2. Lack of Floating Point Processor - or at least being able to gain speed from the one that the Pi has built in. Again, the Raspbian version seems to have that solved. Fantastic.
3. Multimedia. I have to consider omxplayer just a proof of concept - it is not a prime-time media player. It has no controls. It overlays the X screen instead of working with it. I terminate it by CTRL-C in its startup terminal ! But that issue is presumably software, and ought be eminently solvable in due course. (I haven't delved into the multimedia specific distributions. I may be unfair.)

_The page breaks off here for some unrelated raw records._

// src/catalog.rs
// Option catalogs (styles, characters) injected at startup

use serde::{Deserialize, Serialize};
use std::fmt;

const DEFAULT_STYLES: &[&str] = &["Cool", "Komik", "Flörtöz", "Kibar", "Direkt"];
const DEFAULT_STYLE: &str = "Cool";

const DEFAULT_CHARACTERS: &[(&str, &str, &str)] = &[
    (
        "Dengeli & Düşünen",
        "Net ama sakin ilerler. Tempoyu dengede tutar.",
        "“Günün nasıl geçti, sakin bir akşamda konuşalım mı?”",
    ),
    (
        "Cool ama Kararsız",
        "Hafif mesafe koyar, netleşmeden sinyal verir.",
        "“Bugün yoğundu, sonra yazarım. Şimdi nasılsın?”",
    ),
    (
        "Fazla İlgili",
        "İlgi yüksek, bazen fazla görünür.",
        "“Gün boyu aklımdaydın, her şey yolunda mı?”",
    ),
    (
        "Yeni Ayrılmış",
        "Duygu karmaşası var, temkinli ve açık konuşur.",
        "“Biraz taze ayrıldım, acele etmeden ilerleyelim.”",
    ),
    (
        "Net & Direkt",
        "Kısa ve net yazar, hedefi bellidir.",
        "“Bu hafta kahve içelim. Perşembe müsün?”",
    ),
];

/// A reply style label ("Cool", "Komik", ...).
///
/// Only obtainable through a [`Catalog`], or explicitly via [`Style::new`]
/// when the caller already trusts the label.
#[derive(Debug, Clone, PartialEq, Eq, Hash, Serialize, Deserialize)]
#[serde(transparent)]
pub struct Style(String);

impl Style {
    pub fn new(label: impl Into<String>) -> Self {
        Self(label.into())
    }

    pub fn as_str(&self) -> &str {
        &self.0
    }
}

impl fmt::Display for Style {
    fn fmt(&self, f: &mut fmt::Formatter<'_>) -> fmt::Result {
        f.write_str(&self.0)
    }
}

/// Persona the user identifies with during onboarding
#[derive(Debug, Clone, PartialEq, Eq, Serialize, Deserialize)]
pub struct CharacterProfile {
    pub name: String,
    #[serde(default)]
    pub description: String,
    #[serde(default)]
    pub example: String,
}

/// The option lists every screen and command chooses from
#[derive(Debug, Clone, PartialEq, Eq)]
pub struct Catalog {
    styles: Vec<Style>,
    default_style: Style,
    characters: Vec<CharacterProfile>,
}

impl Default for Catalog {
    fn default() -> Self {
        Self {
            styles: DEFAULT_STYLES.iter().map(|s| Style::new(*s)).collect(),
            default_style: Style::new(DEFAULT_STYLE),
            characters: DEFAULT_CHARACTERS
                .iter()
                .map(|(name, description, example)| CharacterProfile {
                    name: (*name).to_string(),
                    description: (*description).to_string(),
                    example: (*example).to_string(),
                })
                .collect(),
        }
    }
}

impl Catalog {
    /// Build a catalog from explicit lists.
    ///
    /// Empty lists fall back to the built-in ones. A default style that is not
    /// part of the style list is replaced by the first style.
    pub fn new(
        styles: Vec<String>,
        default_style: Option<String>,
        characters: Vec<CharacterProfile>,
    ) -> Self {
        let builtin = Self::default();

        let styles: Vec<Style> = {
            let mut seen = Vec::new();
            for label in styles {
                let label = label.trim();
                if !label.is_empty() && !seen.iter().any(|s: &Style| s.as_str() == label) {
                    seen.push(Style::new(label));
                }
            }
            if seen.is_empty() { builtin.styles } else { seen }
        };

        let default_style = default_style
            .and_then(|d| styles.iter().find(|s| s.as_str() == d.trim()).cloned())
            .or_else(|| {
                styles
                    .iter()
                    .find(|s| s.as_str() == DEFAULT_STYLE)
                    .cloned()
            })
            .unwrap_or_else(|| styles[0].clone());

        let characters = if characters.is_empty() {
            builtin.characters
        } else {
            characters
        };

        Self {
            styles,
            default_style,
            characters,
        }
    }

    pub fn styles(&self) -> &[Style] {
        &self.styles
    }

    pub fn default_style(&self) -> &Style {
        &self.default_style
    }

    /// Resolve a label into a known style (exact match, surrounding whitespace ignored)
    pub fn style(&self, label: &str) -> Option<Style> {
        let label = label.trim();
        self.styles.iter().find(|s| s.as_str() == label).cloned()
    }

    /// Resolve a label or fall back to the default style
    pub fn style_or_default(&self, label: Option<&str>) -> Style {
        label
            .and_then(|l| self.style(l))
            .unwrap_or_else(|| self.default_style.clone())
    }

    pub fn characters(&self) -> &[CharacterProfile] {
        &self.characters
    }

    pub fn character(&self, name: &str) -> Option<&CharacterProfile> {
        let name = name.trim();
        self.characters.iter().find(|c| c.name == name)
    }
}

4. Power Supply woes. The Pi has no battery, unlike a smartphone or laptop, and no inbuilt regeneration of regulated power voltage. The 5V parts run directly from the power pack voltage. Economical, sure. But as many find, some power packs droop under load to below the magical 4.75 volts. Add to that, the drops in voltage when serving direct-plugged USB devices. And so many are finding that their Pi gets flakey. Even with the simplest USB load (keyboard and mouse), performance can be troublesome. The usual advice is: Get a stiffer power supply, and use a quality powered USB hub. This power supply advice may be sound as far as it goes - the Pi is weak here.
BUT 5. - The power supply advice is forming a smokescreen across the biggest Pi issue. The USB system is broken. Too much load (for the power supplied) and keyboards go erratic, mouses stop, network stops. Hotplug a device - even a simple flash stick - other devices drop out. Plug in a device for which there are no working drivers, and the Pi chokes until it's pulled out. Put a traffic load on a network (eth0, or a 3G stick if you are lucky to get it connected), and the device drops back out.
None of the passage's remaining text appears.